# vector problems

• May 14th 2008, 03:07 PM
JMV
vector problems
ive been working on about 20 questions of vectors.. but these 5 i cant seem to get.. any help would be much appreciated!

1. Deterine the components of a vector with tail at P (1,1,1), magnitude 3, and in the same direction as a= (-3,-4, 12)

2. The vector v has a magnitude 10 units, positive and equal x and y components, and a z component of 4. Determine v.

3. the vector u= (1,-2,1) Determine 3 different non-collinear vectors that are perpendicular to u. Then show that the 3 vectors determined in the first part of the question are coplanar.

4. Prove that (a-b) x (a+b)= 2(axb)

5. Find the total work done by a 15 N force, F, in the direction of the vector (1,2,2) when it moves particle from O (0,0,0) to P(1,-3,4) and then from P to Q(7,2,5). The distance is measured in metres.
• May 14th 2008, 11:12 PM
earboth
Quote:

Originally Posted by JMV
...
1. Deterine the components of a vector with tail at P (1,1,1), magnitude 3, and in the same direction as a= (-3,-4, 12)

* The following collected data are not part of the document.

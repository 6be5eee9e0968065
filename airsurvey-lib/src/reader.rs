use std::io::{self, BufRead, ErrorKind, Read};

/// Longest line, including its terminator, returned by [RecordReader::read_line].
pub const MAX_LINE_LEN: usize = 256;

/// RecordReader reads a mixed stream of newline terminated text lines and fixed length
/// binary blocks, tracking the byte offset into the stream.
pub struct RecordReader<R>
where
    R: BufRead,
{
    reader: R,
    num_read: usize,
}

impl<R> RecordReader<R>
where
    R: BufRead,
{
    pub fn new(reader: R) -> Self {
        RecordReader {
            reader,
            num_read: 0,
        }
    }

    /// Read the next line, including its terminator, replacing the contents of `buf`.
    ///
    /// Returns the full length of the line, or `None` at EOF. At most [MAX_LINE_LEN]
    /// bytes are kept in `buf`; the rest of a longer line is read and discarded, so the
    /// returned length is greater than `buf.len()`.
    pub fn read_line(&mut self, buf: &mut Vec<u8>) -> Result<Option<usize>, io::Error> {
        buf.clear();
        let mut n = (&mut self.reader)
            .take(MAX_LINE_LEN as u64)
            .read_until(b'\n', buf)?;
        if n == 0 {
            return Ok(None);
        }
        if n == MAX_LINE_LEN && buf.last() != Some(&b'\n') {
            n += self.discard_line()?;
        }
        self.num_read += n;
        Ok(Some(n))
    }

    // Consume through the next newline or EOF, returning the number of bytes consumed.
    fn discard_line(&mut self) -> Result<usize, io::Error> {
        let mut discarded = 0;
        loop {
            let (done, used) = {
                let available = match self.reader.fill_buf() {
                    Ok(available) => available,
                    Err(err) if err.kind() == ErrorKind::Interrupted => continue,
                    Err(err) => return Err(err),
                };
                match available.iter().position(|b| *b == b'\n') {
                    Some(idx) => (true, idx + 1),
                    None => (available.is_empty(), available.len()),
                }
            };
            self.reader.consume(used);
            discarded += used;
            if done {
                return Ok(discarded);
            }
        }
    }

    /// Read until `buf` is full or EOF, returning the number of bytes read. A value less
    /// than `buf.len()` means the stream ended.
    pub fn fill(&mut self, buf: &mut [u8]) -> Result<usize, io::Error> {
        let mut filled = 0;
        while filled < buf.len() {
            match self.reader.read(&mut buf[filled..]) {
                Ok(0) => break,
                Ok(n) => filled += n,
                Err(err) if err.kind() == ErrorKind::Interrupted => continue,
                Err(err) => return Err(err),
            }
        }
        self.num_read += filled;
        Ok(filled)
    }

    pub fn offset(&self) -> usize {
        self.num_read
    }
}
use std::fs::File;
use std::io::BufWriter;
use std::path::{Path, PathBuf};

use airsurvey::{process_file, CsvWriter, JsonLinesWriter, Sink, Summary, Synchronizer};
use anyhow::{Context, Result};
use tracing::{error, info};

#[derive(Debug, Clone)]
pub enum Format {
    Csv,
    Json,
}

impl clap::ValueEnum for Format {
    fn value_variants<'a>() -> &'a [Self] {
        &[Self::Csv, Self::Json]
    }

    fn to_possible_value(&self) -> Option<clap::builder::PossibleValue> {
        match self {
            Self::Csv => Some(clap::builder::PossibleValue::new("csv")),
            Self::Json => Some(clap::builder::PossibleValue::new("json")),
        }
    }
}

pub fn convert(inputs: &[PathBuf], output: &Path, format: &Format) -> Result<()> {
    let dest =
        File::create(output).with_context(|| format!("failed to create output {output:?}"))?;
    let writer = BufWriter::new(dest);

    match format {
        Format::Csv => {
            let sink = CsvWriter::new(writer).context("writing csv header")?;
            convert_all(inputs, sink)
        }
        Format::Json => convert_all(inputs, JsonLinesWriter::new(writer)),
    }
}

fn convert_all<S: Sink>(inputs: &[PathBuf], mut sink: S) -> Result<()> {
    let mut sync = Synchronizer::new();
    let mut total = Summary::default();

    for input in inputs {
        match process_file(input, &mut sync, &mut sink) {
            Ok(summary) => total.merge(&summary),
            // one bad input does not stop the others
            Err(err) => error!("failed to process {input:?}: {err}"),
        }
    }
    sink.finish().context("finishing output")?;

    info!(
        lines = total.lines,
        records = total.records,
        "wrote {} snapshots",
        total.flushes
    );
    Ok(())
}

2. The vector v has a magnitude 10 units, positive and equal x and y components, and a z component of 4. Determine v.

3. the vector u= (1,-2,1) Determine 3 different non-collinear vectors that are perpendicular to u. Then show that the 3 vectors determined in the first part of the question are coplanar.
...

to #1:

$\displaystyle |\vec a| = \sqrt{9+16+144}=13$

Therefore a vector which has the same direction as $\displaystyle \vec a$ and has the magnitude 3 has the components: $\displaystyle \left(-\frac9{13}~,~-\frac{12}{13}~,~\frac{36}{13}\right)$

to #2:
$\displaystyle \vec v=(x, x, 4)~\implies~|\vec v|=\sqrt{x^2+x^2+16}$

And therefore you have to solve for x:

$\displaystyle 2x^2+16=100~\implies~x=\sqrt{84}$ (since only the positive value should be used). That means:

$\displaystyle \vec v=\left(\sqrt{84}~,~\sqrt{84}~,~4\right)$

to #3:
Let $\displaystyle \vec v \perp \vec u~\implies~\vec v \cdot \vec u = 0$. Let $\displaystyle \vec v = (r, s, t)$

Then you know:

$\displaystyle (1, -2, 1) \cdot (r,s,t)=r-2s+t$

$\displaystyle r-2s+t=0~\implies~t=2s-r$ and therefore the vector

$\displaystyle \vec v = (r, s, 2s-r)~,~r,s \in \mathbb{R}$ is perpendicular to $\displaystyle \vec u$

Actually this is the equation of a plane passing through the origin with $\displaystyle \vec u$ as it's normal vector.

Choose numbers for r and s to build vectors and do the required examinations.